Task brief :: From the entries below, pull out each line where "REAL" appears.

Extracted records ::
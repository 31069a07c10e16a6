//! Database initialization
//!
//! Opens the single shared connection and creates tables and indexes.
//! Every statement is idempotent (`IF NOT EXISTS`).

use super::DbLocation;
use crate::Result;
use sqlx::{sqlite::SqlitePoolOptions, SqlitePool};
use tracing::info;

pub(super) async fn init_database(location: &DbLocation) -> Result<SqlitePool> {
    let url = match location {
        DbLocation::File(path) => {
            let newly_created = !path.exists();
            if let Some(parent) = path.parent() {
                if !parent.as_os_str().is_empty() {
                    std::fs::create_dir_all(parent)?;
                }
            }
            if newly_created {
                info!("Creating new database: {}", path.display());
            } else {
                info!("Opening existing database: {}", path.display());
            }
            format!("sqlite://{}?mode=rwc", path.display())
        }
        DbLocation::Memory => "sqlite::memory:".to_string(),
    };

    // One connection: an in-memory database only exists on the connection
    // that created it, and the store is not write-concurrent anyway.
    let pool = SqlitePoolOptions::new()
        .max_connections(1)
        .min_connections(1)
        .idle_timeout(None)
        .max_lifetime(None)
        .connect(&url)
        .await?;

    sqlx::query("PRAGMA foreign_keys = ON").execute(&pool).await?;
    sqlx::query("PRAGMA busy_timeout = 5000").execute(&pool).await?;
    if matches!(location, DbLocation::File(_)) {
        sqlx::query("PRAGMA journal_mode = WAL").execute(&pool).await?;
    }

    create_fingerprint_cache_table(&pool).await?;
    create_track_metadata_table(&pool).await?;
    create_play_history_table(&pool).await?;
    create_indexes(&pool).await?;

    info!("Database schema ready");
    Ok(pool)
}

async fn create_fingerprint_cache_table(pool: &SqlitePool) -> Result<()> {
    sqlx::query(
        r#"
        CREATE TABLE IF NOT EXISTS fingerprint_cache (
            id TEXT PRIMARY KEY,
            hash TEXT NOT NULL UNIQUE,
            duration REAL NOT NULL,
            external_id TEXT,
            external_recording_id TEXT,
            source_ref TEXT,
            created_at TEXT NOT NULL,
            last_matched_at TEXT,
            match_count INTEGER NOT NULL DEFAULT 0
        )
        "#,
    )
    .execute(pool)
    .await?;

    Ok(())
}

async fn create_track_metadata_table(pool: &SqlitePool) -> Result<()> {
    sqlx::query(
        r#"
        CREATE TABLE IF NOT EXISTS track_metadata (
            id TEXT PRIMARY KEY,
            fingerprint_id TEXT REFERENCES fingerprint_cache(id) ON DELETE SET NULL,
            title TEXT NOT NULL,
            artist TEXT NOT NULL,
            album TEXT,
            album_artist TEXT,
            genre TEXT,
            year INTEGER,
            track_number INTEGER,
            duration REAL,
            musicbrainz_recording_id TEXT,
            source TEXT NOT NULL,
            created_at TEXT NOT NULL,
            updated_at TEXT NOT NULL
        )
        "#,
    )
    .execute(pool)
    .await?;

    Ok(())
}

async fn create_play_history_table(pool: &SqlitePool) -> Result<()> {
    sqlx::query(
        r#"
        CREATE TABLE IF NOT EXISTS play_history (
            id TEXT PRIMARY KEY,
            track_metadata_id TEXT REFERENCES track_metadata(id) ON DELETE SET NULL,
            fingerprint_id TEXT REFERENCES fingerprint_cache(id) ON DELETE SET NULL,
            played_at TEXT NOT NULL,
            source TEXT NOT NULL,
            confidence REAL,
            was_identified INTEGER NOT NULL DEFAULT 0
        )
        "#,
    )
    .execute(pool)
    .await?;

    Ok(())
}

async fn create_indexes(pool: &SqlitePool) -> Result<()> {
    let statements = [
        "CREATE INDEX IF NOT EXISTS idx_fingerprint_cache_external_id ON fingerprint_cache(external_id)",
        "CREATE INDEX IF NOT EXISTS idx_track_metadata_fingerprint ON track_metadata(fingerprint_id)",
        "CREATE INDEX IF NOT EXISTS idx_track_metadata_artist_title ON track_metadata(artist, title)",
        "CREATE INDEX IF NOT EXISTS idx_play_history_played_at ON play_history(played_at)",
        "CREATE INDEX IF NOT EXISTS idx_play_history_source ON play_history(source)",
    ];

    // hash is indexed by its UNIQUE constraint
    for statement in statements {
        sqlx::query(statement).execute(pool).await?;
    }

    Ok(())
}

Written answer ::
            duration REAL NOT NULL,
            duration REAL,
            confidence REAL,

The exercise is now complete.